In late July, Joe Munro, director for Sycamore United Methodist Church’s youth ministries, took about 100 youths and 20 adults from several local churches on a four-day trip to volunteer their time and efforts at the Give Kids the World resort in Kissimmee.
The nonprofit organization that runs the resort is committed to “fufilling the wishes of all children with life-threatening illnesses,” according to its website. Munro said the resort is run by volunteers and holds a variety of amusements such as miniature golf, pool tables and arcade games.
The effort to put a smile on the faces of children who were ill was not a dour one for Munro and the rest of the volunteers.
“It’s just the opposite,” he said. “... they’re blessed to be there.”
David Emmert, an 18-year-old Sycamore High School graduate, said the trip was definitely rewarding. He had fun working there and getting to know the families visiting the resort.
“It didn’t feel like work at all,” he said.
He noticed that while the children were terminally ill in some cases, they seemed like normal children who were happy and energetic.
Emmert, who is a lifelong member of Sycamore United Methodist Church, said the volunteers were broken up into work groups to do service projects around the resort. They cleaned and operated different venues, which was called “angel” work.

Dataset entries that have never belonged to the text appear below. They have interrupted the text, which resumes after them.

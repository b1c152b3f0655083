//! Built-in help for cdftsweep
//!
//! This module documents the sweep input keywords, the template placeholders
//! and the settings file, printed by `cdftsweep --help [topic]`.

use crate::settings::CONFIG_FILE_NAME;
use std::collections::HashMap;

/// Category for organizing keywords in the help system.
#[derive(Debug, Clone, Copy, PartialEq, Eq, Hash)]
pub enum KeywordCategory {
    /// Where the sweep points come from
    Points,
    /// Template and asset files
    Templates,
    /// Worker count, failure policy and directories
    Run,
    /// Constraint parameters handed to the client script
    Constraint,
}

const CATEGORY_ORDER: [KeywordCategory; 4] = [
    KeywordCategory::Points,
    KeywordCategory::Templates,
    KeywordCategory::Run,
    KeywordCategory::Constraint,
];

/// Documentation entry for a single input keyword.
#[derive(Debug, Clone)]
pub struct Keyword {
    /// Keyword name as written in the input file
    pub name: &'static str,
    /// Category the keyword belongs to
    pub category: KeywordCategory,
    /// What the keyword does
    pub description: &'static str,
    /// Default value, if any
    pub default_value: Option<&'static str>,
    /// Example usage
    pub example: Option<&'static str>,
    /// Whether every sweep must set it
    pub required: bool,
}

/// Documentation entry for a template placeholder.
#[derive(Debug, Clone)]
pub struct PlaceholderInfo {
    /// Placeholder name, used as `{{NAME}}`
    pub name: &'static str,
    /// Templates in which the value is available
    pub available_in: &'static str,
    /// What the value is
    pub description: &'static str,
}

/// All input keywords
pub const KEYWORDS: &[Keyword] = &[
    Keyword {
        name: "*POINTS",
        category: KeywordCategory::Points,
        description: "Section listing the sweep points, separated by whitespace, commas or newlines. Numeric labels are distances in angstrom",
        default_value: None,
        example: Some("*POINTS\n3.5 4.0 4.5\n*"),
        required: false,
    },
    Keyword {
        name: "discover",
        category: KeywordCategory::Points,
        description: "Use every <name>.<ext> file next to the input file as a pre-made deck; the point label is <name>. Excludes *POINTS",
        default_value: None,
        example: Some("discover = in"),
        required: false,
    },
    Keyword {
        name: "*VARS",
        category: KeywordCategory::Points,
        description: "Section of user placeholders (name = value) available in every template",
        default_value: None,
        example: Some("*VARS\necut = 60\n*"),
        required: false,
    },
    Keyword {
        name: "input_template",
        category: KeywordCategory::Templates,
        description: "Ground-state deck template, rendered to gs.in in each point directory",
        default_value: None,
        example: Some("input_template = gs.in.tmpl"),
        required: true,
    },
    Keyword {
        name: "client_template",
        category: KeywordCategory::Templates,
        description: "Coupling client script template, rendered after the grid is known",
        default_value: None,
        example: Some("client_template = cdft.py.tmpl"),
        required: true,
    },
    Keyword {
        name: "geometry_template",
        category: KeywordCategory::Templates,
        description: "Geometry file template, rendered to geometry_file in each point directory",
        default_value: None,
        example: Some("geometry_template = geometry.tmpl"),
        required: false,
    },
    Keyword {
        name: "geometry_file",
        category: KeywordCategory::Templates,
        description: "Name of the rendered geometry file ({{GEOMETRY_FILE}})",
        default_value: Some("geometry.xyz"),
        example: None,
        required: false,
    },
    Keyword {
        name: "server_template",
        category: KeywordCategory::Templates,
        description: "Server input template rendered to qb_cdft.in; an empty file is used otherwise",
        default_value: None,
        example: Some("server_template = qb_cdft.in.tmpl"),
        required: false,
    },
    Keyword {
        name: "client_script",
        category: KeywordCategory::Templates,
        description: "Name of the rendered client script",
        default_value: Some("cdft.py"),
        example: None,
        required: false,
    },
    Keyword {
        name: "shared_assets",
        category: KeywordCategory::Templates,
        description: "Comma-separated files copied into every point directory (pseudopotentials, restart files)",
        default_value: None,
        example: Some("shared_assets = C_ONCV_PBE-1.0.xml, H_ONCV_PBE-1.0.xml"),
        required: false,
    },
    Keyword {
        name: "work_root",
        category: KeywordCategory::Run,
        description: "Directory receiving one subdirectory per point",
        default_value: Some("directory of the input file"),
        example: Some("work_root = runs"),
        required: false,
    },
    Keyword {
        name: "nprocs",
        category: KeywordCategory::Run,
        description: "Worker processes for both stages",
        default_value: Some("[sweep] default_nprocs from the settings file"),
        example: Some("nprocs = 32"),
        required: false,
    },
    Keyword {
        name: "policy",
        category: KeywordCategory::Run,
        description: "fail_fast stops at the first failed point; continue attempts every point",
        default_value: Some("[sweep] policy from the settings file"),
        example: Some("policy = continue"),
        required: false,
    },
    Keyword {
        name: "cell_length",
        category: KeywordCategory::Run,
        description: "Cell length along the displacement axis in bohr; enables {{FRACTIONAL}}",
        default_value: None,
        example: Some("cell_length = 60.0"),
        required: false,
    },
    Keyword {
        name: "optimizer",
        category: KeywordCategory::Constraint,
        description: "Optimizer used by the client to find the constraint potential",
        default_value: Some("secant"),
        example: Some("optimizer = brenth"),
        required: false,
    },
    Keyword {
        name: "n0",
        category: KeywordCategory::Constraint,
        description: "Target electron number difference between donor and acceptor",
        default_value: None,
        example: Some("n0 = 1.0"),
        required: false,
    },
    Keyword {
        name: "v_init",
        category: KeywordCategory::Constraint,
        description: "Initial constraint potential",
        default_value: Some("0.0"),
        example: None,
        required: false,
    },
    Keyword {
        name: "v_brak",
        category: KeywordCategory::Constraint,
        description: "Search bracket for the constraint potential (low, high)",
        default_value: Some("-1.0, 1.0"),
        example: Some("v_brak = -2.0, 2.0"),
        required: false,
    },
    Keyword {
        name: "n_tol",
        category: KeywordCategory::Constraint,
        description: "Convergence tolerance on the electron number",
        default_value: Some("1e-3"),
        example: None,
        required: false,
    },
    Keyword {
        name: "eps",
        category: KeywordCategory::Constraint,
        description: "Density cutoff of the weight function",
        default_value: Some("1e-6"),
        example: None,
        required: false,
    },
];

/// All built-in placeholders
pub const PLACEHOLDERS: &[PlaceholderInfo] = &[
    PlaceholderInfo { name: "LABEL", available_in: "all", description: "Point label as written in the input" },
    PlaceholderInfo { name: "DISTANCE", available_in: "all (numeric labels)", description: "Distance in angstrom, verbatim" },
    PlaceholderInfo { name: "DISTANCE_BOHR", available_in: "all (numeric labels)", description: "Distance in bohr, 8 decimals" },
    PlaceholderInfo { name: "FRACTIONAL", available_in: "all (needs cell_length)", description: "Distance in bohr divided by cell_length" },
    PlaceholderInfo { name: "GEOMETRY_FILE", available_in: "all", description: "Rendered geometry file name" },
    PlaceholderInfo { name: "NPROCS", available_in: "all", description: "Worker process count" },
    PlaceholderInfo { name: "GRID_N1", available_in: "client, server", description: "First FFT grid dimension from the ground-state output" },
    PlaceholderInfo { name: "GRID_N2", available_in: "client, server", description: "Second FFT grid dimension" },
    PlaceholderInfo { name: "GRID_N3", available_in: "client, server", description: "Third FFT grid dimension" },
    PlaceholderInfo { name: "OPTIMIZER", available_in: "all", description: "Constraint optimizer" },
    PlaceholderInfo { name: "N0", available_in: "all (needs n0)", description: "Target electron number difference" },
    PlaceholderInfo { name: "V_INIT", available_in: "all", description: "Initial constraint potential" },
    PlaceholderInfo { name: "V_BRAK_LOW", available_in: "all", description: "Lower bracket of the constraint potential" },
    PlaceholderInfo { name: "V_BRAK_HIGH", available_in: "all", description: "Upper bracket of the constraint potential" },
    PlaceholderInfo { name: "N_TOL", available_in: "all", description: "Electron number tolerance" },
    PlaceholderInfo { name: "EPS", available_in: "all", description: "Weight function density cutoff" },
];

/// Print global help
pub fn print_global_help() {
    println!("cdftsweep - Two-stage constrained-DFT coupling sweeps");
    println!();
    println!("USAGE:");
    println!("    cdftsweep [OPTIONS] <COMMAND>");
    println!();
    println!("COMMANDS:");
    println!("    <input_file>         Run the sweep described by the input file");
    println!("    <input_file> --check Validate the input and list the points without running");
    println!();
    println!("    ci <file|dir>        Create a starter sweep input and templates");
    println!("    ci {}", CONFIG_FILE_NAME);
    println!("                         Create a settings template file");
    println!();
    println!("OPTIONS:");
    println!("    -h, --help [topic]   Show help. Topics: keywords, placeholders, settings");
    println!();
    println!("PER POINT:");
    println!("    1. render geometry and gs.in, run the solver (gs.in on stdin, gs.out)");
    println!("    2. read the FFT grid from gs.out");
    println!("    3. start the solver in server mode, run the client script, stop the server");
    println!("    Results: <work_root>/<label>/coupling.out and <work_root>/sweep_summary.json");
    println!();
    println!("EXAMPLES:");
    println!("    cdftsweep ci sweep.inp");
    println!("    cdftsweep sweep.inp --check");
    println!("    cdftsweep sweep.inp > sweep.log");
    println!("    RUST_LOG=debug cdftsweep sweep.inp");
    println!();
}

/// Print keyword reference
pub fn print_keyword_help() {
    println!("KEYWORD REFERENCE");
    println!("═══════════════════════════════════════════════════════════════════════");
    println!();

    let mut categories: HashMap<KeywordCategory, Vec<&Keyword>> = HashMap::new();
    for keyword in KEYWORDS {
        categories.entry(keyword.category).or_default().push(keyword);
    }

    for category in CATEGORY_ORDER {
        print_category_header(category);
        println!();
        for keyword in categories.get(&category).into_iter().flatten() {
            print_keyword(keyword);
            println!();
        }
        println!();
    }
}

/// Print placeholder reference
pub fn print_placeholder_help() {
    println!("TEMPLATE PLACEHOLDERS");
    println!("═══════════════════════════════════════════════════════════════════════");
    println!();
    println!("Write placeholders as {{{{NAME}}}}. Unknown or misspelled placeholders");
    println!("are reported before any program is started.");
    println!();
    println!("{:<16} {:<26} {}", "NAME", "AVAILABLE IN", "VALUE");
    println!("{}", "─".repeat(76));
    for p in PLACEHOLDERS {
        println!("{:<16} {:<26} {}", p.name, p.available_in, p.description);
    }
    println!();
    println!("Names defined in *VARS are available in every template.");
    println!();
}

/// Print settings file reference
pub fn print_settings_help() {
    println!("SETTINGS FILE ({})", CONFIG_FILE_NAME);
    println!("═══════════════════════════════════════════════════════════════════════");
    println!();
    println!("Search order (first found wins):");
    println!("  ./{}", CONFIG_FILE_NAME);
    println!("  ~/.config/cdftsweep/{}", CONFIG_FILE_NAME);
    println!("  /etc/cdftsweep/{}", CONFIG_FILE_NAME);
    println!();
    println!("[solver]      executable, launcher, np_flag, server_flag");
    println!("[client]      interpreter");
    println!("[server]      readiness_timeout, poll_interval_ms, ready_marker,");
    println!("              min_warmup, shutdown_grace");
    println!("[extraction]  marker");
    println!("[sweep]       policy, default_nprocs (number or 'auto' for SLURM)");
    println!("[logging]     level, file_logging");
    println!();
    println!("Create a commented template with: cdftsweep ci {}", CONFIG_FILE_NAME);
    println!();
}

fn print_category_header(category: KeywordCategory) {
    let title = match category {
        KeywordCategory::Points => "SWEEP POINTS",
        KeywordCategory::Templates => "TEMPLATES AND ASSETS",
        KeywordCategory::Run => "RUN PARAMETERS",
        KeywordCategory::Constraint => "CONSTRAINT PARAMETERS",
    };
    println!("{}", title);
    println!("{}", "─".repeat(76));
}

fn print_keyword(keyword: &Keyword) {
    let required_str = if keyword.required { " [REQUIRED]" } else { "" };

    println!("{}{}", keyword.name, required_str);
    println!("    {}", keyword.description);

    if let Some(default) = keyword.default_value {
        println!("    Default: {}", default);
    }

    if let Some(example) = keyword.example {
        println!("    Example: {}", example.replace('\n', "\n             "));
    }
}

#[cfg(test)]
mod tests {
    use super::*;
    use crate::template;

    #[test]
    fn test_every_category_has_keywords() {
        for category in CATEGORY_ORDER {
            assert!(KEYWORDS.iter().any(|k| k.category == category));
        }
    }

    #[test]
    fn test_placeholder_table_is_complete() {
        for name in [
            template::LABEL,
            template::DISTANCE_BOHR,
            template::FRACTIONAL,
            template::GRID_N3,
            template::EPS,
        ] {
            assert!(PLACEHOLDERS.iter().any(|p| p.name == name), "{name} undocumented");
        }
        assert_eq!(PLACEHOLDERS.len(), 16);
    }
}
impl ServerHandle {
    /// Spawns `cmd` in `working_dir` with stdout and stderr appended to `log`.
    ///
    /// `output` is the file the server writes its own results to; it is
    /// watched during the readiness poll alongside the log.
    pub fn spawn(mut cmd: Command, working_dir: &Path, log: &Path, output: &Path) -> Result<Self> {
        let log_file = File::create(log).map_err(io_error(log))?;
        let err_file = log_file.try_clone().map_err(io_error(log))?;
        cmd.current_dir(working_dir)
            .stdin(Stdio::null())
            .stdout(Stdio::from(log_file))
            .stderr(Stdio::from(err_file));
        #[cfg(unix)]
        {
            cmd.process_group(0);
        }
        let child = cmd.spawn().map_err(spawn_error(&cmd))?;
        let pgid = child.id();
        register_group(pgid);
        log::debug!("server started with pid {}", pgid);
        Ok(Self {
            child: Some(child),
            pgid,
            log: log.to_path_buf(),
            output: output.to_path_buf(),
        })
    }

    /// Process id of the server, if it has not been reaped yet.
    pub fn pid(&self) -> Option<u32> {
        self.child.as_ref().map(Child::id)
    }

    /// Server log path
    pub fn log(&self) -> &Path {
        &self.log
    }

    /// Non-blocking exit check. `Some(status)` once the server has exited.
    pub fn try_status(&mut self) -> Result<Option<ExitStatus>> {
        match self.child.as_mut() {
            Some(child) => child.try_wait().map_err(io_error(&self.log)),
            None => Ok(None),
        }
    }

    /// Fails with [`RunError::ServerCrashed`] if the server has exited.
    pub fn ensure_alive(&mut self) -> Result<()> {
        match self.try_status()? {
            Some(status) => Err(RunError::ServerCrashed {
                status: describe(&status),
                log: self.log.clone(),
            }),
            None => Ok(()),
        }
    }

    fn ready_marker_seen(&self, marker: Option<&str>) -> bool {
        [&self.log, &self.output].iter().any(|path| match marker {
            Some(marker) => fs::read(path)
                .map(|bytes| String::from_utf8_lossy(&bytes).contains(marker))
                .unwrap_or(false),
            None => non_empty(path),
        })
    }

    /// Waits until the server signals readiness.
    ///
    /// After the probe's warm-up the server log and output file are polled
    /// every `poll_interval` until the marker appears (any output when no
    /// marker is configured), the server exits, or `timeout` elapses.
    ///
    /// # Errors
    ///
    /// - [`RunError::ServerCrashed`] if the server exits while waiting.
    /// - [`RunError::ServerNotReady`] on timeout.
    pub fn wait_ready(&mut self, probe: &ReadinessProbe) -> Result<()> {
        if !probe.min_warmup.is_zero() {
            thread::sleep(probe.min_warmup);
        }
        let deadline = Instant::now() + probe.timeout;
        loop {
            self.ensure_alive()?;
            if self.ready_marker_seen(probe.marker.as_deref()) {
                log::debug!("server reported ready");
                return Ok(());
            }
            if Instant::now() >= deadline {
                return Err(RunError::ServerNotReady {
                    timeout: probe.timeout,
                    log: self.log.clone(),
                });
            }
            thread::sleep(probe.poll_interval);
        }
    }

    /// Stops the server.
    ///
    /// The server gets `grace` to exit on its own (it normally stops once the
    /// client has closed the session). After that its process group receives
    /// SIGTERM, then SIGKILL once another `grace` has passed. Processes left
    /// in the group after the leader exited are killed too. The leader is
    /// reaped before this returns.
    pub fn shutdown(mut self, grace: Duration) -> Result<Option<ExitStatus>> {
        let Some(mut child) = self.child.take() else {
            return Ok(None);
        };
        let result = self.stop(&mut child, grace);
        self.kill_group();
        unregister_group(self.pgid);
        result
    }

    fn stop(&self, child: &mut Child, grace: Duration) -> Result<Option<ExitStatus>> {
        if let Some(status) = self.wait_for_exit(child, grace)? {
            log::debug!("server exited with {}", describe(&status));
            return Ok(Some(status));
        }
        log::info!("server still running after {:?}, terminating", grace);
        self.terminate_group(child);
        if let Some(status) = self.wait_for_exit(child, grace)? {
            return Ok(Some(status));
        }
        log::info!("server ignored termination, killing");
        self.kill_group();
        if let Err(e) = child.kill() {
            // already gone between the last poll and the kill
            log::debug!("kill failed: {}", e);
        }
        let status = child.wait().map_err(io_error(&self.log))?;
        Ok(Some(status))
    }

    fn wait_for_exit(&self, child: &mut Child, grace: Duration) -> Result<Option<ExitStatus>> {
        let deadline = Instant::now() + grace;
        loop {
            if let Some(status) = child.try_wait().map_err(io_error(&self.log))? {
                return Ok(Some(status));
            }
            if Instant::now() >= deadline {
                return Ok(None);
            }
            thread::sleep(Duration::from_millis(50));
        }
    }

    #[cfg(unix)]
    fn terminate_group(&self, _child: &mut Child) {
        signal_group(self.pgid, Signal::SIGTERM);
    }

    #[cfg(not(unix))]
    fn terminate_group(&self, child: &mut Child) {
        let _ = child.kill();
    }

    #[cfg(unix)]
    fn kill_group(&self) {
        signal_group(self.pgid, Signal::SIGKILL);
    }

    #[cfg(not(unix))]
    fn kill_group(&self) {}
}

impl Drop for ServerHandle {
    fn drop(&mut self) {
        if let Some(mut child) = self.child.take() {
            log::warn!("terminating server pid {} on abnormal exit", child.id());
            self.kill_group();
            let _ = child.kill();
            let _ = child.wait();
            unregister_group(self.pgid);
        }
    }
}
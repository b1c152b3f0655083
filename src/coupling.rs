//! Stage 2: constrained-DFT coupling with a server/client pair.
//!
//! The solver is started in server mode and a client script drives it through
//! the shared server input/output files. The coordinator renders both inputs,
//! starts the server, waits until it is ready, runs the client to completion
//! and always stops the server afterwards.

use crate::extract::GridMetadata;
use crate::naming::PointLayout;
use crate::process::{
    describe, io_error, non_empty, spawn_error, ReadinessProbe, RunError, RunResult, ServerHandle,
    SolverCommand,
};
use crate::template::{self, Template, GEOMETRY_FILE, GRID_N1, GRID_N2, GRID_N3};
use std::collections::HashMap;
use std::fs::File;
use std::process::{Command, Stdio};
use std::time::{Duration, Instant};

/// Everything needed to run the coupling stage of one point.
#[derive(Debug, Clone)]
pub struct CouplingRequest<'a> {
    /// Grid extracted from the ground-state output
    pub grid: GridMetadata,
    /// Rendered geometry file name, relative to the working directory
    pub geometry_file: &'a str,
    /// Working directory layout of the point
    pub layout: &'a PointLayout,
    /// Worker count for the server
    pub nprocs: usize,
    /// Client script template
    pub client_template: &'a Template,
    /// Server input template; an empty input file is created when `None`
    pub server_template: Option<&'a Template>,
    /// Point substitutions (grid values and the geometry file are added here)
    pub substitutions: &'a HashMap<String, String>,
    /// Solver invocation
    pub solver: &'a SolverCommand,
    /// Client interpreter; the script is executed directly when empty
    pub interpreter: &'a str,
    /// Server readiness poll
    pub probe: &'a ReadinessProbe,
    /// Time the server gets to exit on its own before it is killed
    pub shutdown_grace: Duration,
}

/// Adds the grid dimensions and the geometry file name to a substitution map.
pub fn with_grid(
    values: &HashMap<String, String>,
    grid: GridMetadata,
    geometry_file: &str,
) -> HashMap<String, String> {
    let mut values = values.clone();
    values.insert(GEOMETRY_FILE.to_string(), geometry_file.to_string());
    values.insert(GRID_N1.to_string(), grid.n1.to_string());
    values.insert(GRID_N2.to_string(), grid.n2.to_string());
    values.insert(GRID_N3.to_string(), grid.n3.to_string());
    values
}

/// Runs the coupling stage for one point.
///
/// Returns the client's run record once the result file has been written.
///
/// # Errors
///
/// - [`RunError::Template`] if the client script or server input cannot be rendered.
/// - [`RunError::ServerCrashed`] / [`RunError::ServerNotReady`] from the readiness poll.
/// - [`RunError::ExternalProcessFailed`] if the client exits non-zero.
/// - [`RunError::MissingArtifact`] if the result file is missing or empty.
pub fn run_coupling(request: &CouplingRequest<'_>) -> Result<RunResult, RunError> {
    let layout = request.layout;
    let values = with_grid(request.substitutions, request.grid, request.geometry_file);

    let script = request.client_template.render(&values)?;
    template::write_artifact(&layout.client_script(), &script)?;

    let server_input = match request.server_template {
        Some(t) => t.render(&values)?,
        None => String::new(),
    };
    template::write_artifact(&layout.server_input(), &server_input)?;

    let server_cmd = request.solver.server(
        request.nprocs,
        crate::naming::SERVER_INPUT,
        crate::naming::SERVER_OUTPUT,
    );
    log::info!(
        "starting server ({} workers, grid {}, geometry {})",
        request.nprocs,
        request.grid,
        request.geometry_file
    );
    let mut server = ServerHandle::spawn(
        server_cmd,
        layout.dir(),
        &layout.server_log(),
        &layout.server_output(),
    )?;

    let client = server
        .wait_ready(request.probe)
        .and_then(|_| server.ensure_alive())
        .and_then(|_| run_client(request));

    match server.shutdown(request.shutdown_grace) {
        Ok(Some(status)) => log::debug!("server finished: {}", status),
        Ok(None) => {}
        Err(e) => log::warn!("failed to stop server cleanly: {}", e),
    }

    client
}

fn run_client(request: &CouplingRequest<'_>) -> Result<RunResult, RunError> {
    let layout = request.layout;
    let result_path = layout.coupling_result();
    let stderr_path = layout.coupling_stderr();
    let out = File::create(&result_path).map_err(io_error(&result_path))?;
    let err = File::create(&stderr_path).map_err(io_error(&stderr_path))?;

    let mut cmd = if request.interpreter.is_empty() {
        Command::new(layout.client_script())
    } else {
        let mut cmd = Command::new(request.interpreter);
        cmd.arg(layout.client_script_name());
        cmd
    };
    cmd.current_dir(layout.dir())
        .stdin(Stdio::null())
        .stdout(Stdio::from(out))
        .stderr(Stdio::from(err));

    let program = format!("{} {}", request.interpreter, layout.client_script_name())
        .trim()
        .to_string();
    log::info!("running client {}", program);
    let start = Instant::now();
    let status = cmd.status().map_err(spawn_error(&cmd))?;
    let seconds = start.elapsed().as_secs_f64();

    if !status.success() {
        return Err(RunError::ExternalProcessFailed {
            program,
            status: describe(&status),
            log: stderr_path,
        });
    }
    if !non_empty(&result_path) {
        return Err(RunError::MissingArtifact(result_path));
    }

    Ok(RunResult {
        program,
        output: result_path,
        exit_code: status.code(),
        seconds,
    })
}

#[cfg(test)]
mod tests {
    use super::*;

    #[test]
    fn test_with_grid_overrides_nothing_else() {
        let mut base = HashMap::new();
        base.insert("LABEL".to_string(), "3.5".to_string());
        let values = with_grid(&base, GridMetadata { n1: 40, n2: 40, n3: 60 }, "geometry.xyz");
        assert_eq!(values["GRID_N3"], "60");
        assert_eq!(values["GEOMETRY_FILE"], "geometry.xyz");
        assert_eq!(values["LABEL"], "3.5");
        assert_eq!(base.len(), 1);
    }

    #[cfg(unix)]
    mod unix {
        use super::super::*;
        use std::fs;
        use std::os::unix::fs::PermissionsExt;
        use std::path::Path;
        use tempfile::TempDir;

        const SERVER: &str = "echo $$ > server.pid\necho ready\nexec sleep 30";

        /// Stands in for a launcher that forks the real workers.
        const FORKING_SERVER: &str =
            "echo $$ > server.pid\nsleep 30 &\necho $! > rank.pid\necho ready\nwait";

        fn fake_server(dir: &Path, body: &str) -> SolverCommand {
            let path = dir.join("fake_qb.sh");
            fs::write(&path, format!("#!/bin/sh\n{}\n", body)).unwrap();
            fs::set_permissions(&path, fs::Permissions::from_mode(0o755)).unwrap();
            SolverCommand {
                executable: path.to_string_lossy().into_owned(),
                launcher: String::new(),
                ..SolverCommand::default()
            }
        }

        fn probe() -> ReadinessProbe {
            ReadinessProbe {
                timeout: Duration::from_secs(5),
                poll_interval: Duration::from_millis(20),
                min_warmup: Duration::ZERO,
                marker: Some("ready".into()),
            }
        }

        fn alive(pid: &str) -> bool {
            Command::new("kill")
                .arg("-0")
                .arg(pid.trim())
                .status()
                .map(|s| s.success())
                .unwrap_or(false)
        }

        /// Like `alive`, but zombies count as dead and orphans get time to be reaped.
        fn still_running(pid: &str) -> bool {
            let stat = Path::new("/proc").join(pid.trim()).join("stat");
            let deadline = Instant::now() + Duration::from_secs(3);
            loop {
                let running = match fs::read_to_string(&stat) {
                    Ok(text) => !text
                        .rsplit(')')
                        .next()
                        .map(|rest| rest.trim_start().starts_with('Z'))
                        .unwrap_or(false),
                    Err(_) => false,
                };
                if !running || Instant::now() >= deadline {
                    return running;
                }
                std::thread::sleep(Duration::from_millis(50));
            }
        }

        fn request_run(dir: &Path, client: &str) -> Result<RunResult, RunError> {
            run_against(dir, SERVER, client)
        }

        fn run_against(dir: &Path, server: &str, client: &str) -> Result<RunResult, RunError> {
            let layout = PointLayout::new(dir, "cdft.sh");
            let solver = fake_server(dir, server);
            let client_template = Template::new("cdft.sh", client);
            let values = HashMap::new();
            let probe = probe();
            run_coupling(&CouplingRequest {
                grid: GridMetadata { n1: 40, n2: 40, n3: 60 },
                geometry_file: "geometry.xyz",
                layout: &layout,
                nprocs: 2,
                client_template: &client_template,
                server_template: None,
                substitutions: &values,
                solver: &solver,
                interpreter: "/bin/sh",
                probe: &probe,
                shutdown_grace: Duration::from_millis(100),
            })
        }

        #[test]
        fn test_client_output_and_server_stopped() {
            let dir = TempDir::new().unwrap();
            let result =
                request_run(dir.path(), "echo grid {{GRID_N1}} {{GRID_N2}} {{GRID_N3}}\n").unwrap();
            assert_eq!(result.exit_code, Some(0));
            let out = fs::read_to_string(dir.path().join("coupling.out")).unwrap();
            assert_eq!(out.trim(), "grid 40 40 60");
            assert!(dir.path().join("qb_cdft.in").exists());
            let pid = fs::read_to_string(dir.path().join("server.pid")).unwrap();
            assert!(!alive(&pid));
        }

        #[test]
        fn test_failing_client_still_stops_server() {
            let dir = TempDir::new().unwrap();
            let err = request_run(dir.path(), "echo boom >&2\nexit 1\n").unwrap_err();
            assert!(matches!(err, RunError::ExternalProcessFailed { .. }));
            let stderr = fs::read_to_string(dir.path().join("coupling.err")).unwrap();
            assert!(stderr.contains("boom"));
            let pid = fs::read_to_string(dir.path().join("server.pid")).unwrap();
            assert!(!alive(&pid));
        }

        #[test]
        fn test_failing_client_stops_forked_server_workers() {
            let dir = TempDir::new().unwrap();
            let err = run_against(dir.path(), FORKING_SERVER, "exit 1\n").unwrap_err();
            assert!(matches!(err, RunError::ExternalProcessFailed { .. }));
            let rank = fs::read_to_string(dir.path().join("rank.pid")).unwrap();
            assert!(!still_running(&rank));
            let pid = fs::read_to_string(dir.path().join("server.pid")).unwrap();
            assert!(!still_running(&pid));
        }

        #[test]
        fn test_client_sees_geometry_file() {
            let dir = TempDir::new().unwrap();
            request_run(dir.path(), "echo {{GEOMETRY_FILE}}\n").unwrap();
            let out = fs::read_to_string(dir.path().join("coupling.out")).unwrap();
            assert_eq!(out.trim(), "geometry.xyz");
        }

        #[test]
        fn test_empty_result_is_missing_artifact() {
            let dir = TempDir::new().unwrap();
            let err = request_run(dir.path(), "exit 0\n").unwrap_err();
            assert!(matches!(err, RunError::MissingArtifact(_)));
        }

        #[test]
        fn test_render_failure_starts_nothing() {
            let dir = TempDir::new().unwrap();
            let err = request_run(dir.path(), "{{UNKNOWN}}").unwrap_err();
            assert!(matches!(err, RunError::Template(_)));
            assert!(!dir.path().join("server.pid").exists());
            assert!(!dir.path().join("cdft.sh").exists());
        }
    }
}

Emmert said he’s taken mission trips before with Munro’s Life Missions team but nothing like his trip to Florida. Previous trips involved helping out service work organizations or helping with summer camps.
Even though the Life Missions team trips are reserved for high school students, Munro will allow graduates to participate. Every trip for Emmert has been an emotionally and spiritually rewarding experience.
He said this year was his fifth as part of the team and he intended to take on another mission this year.
“I really wanted to do it because it’d be such a different experience,” Emmert said.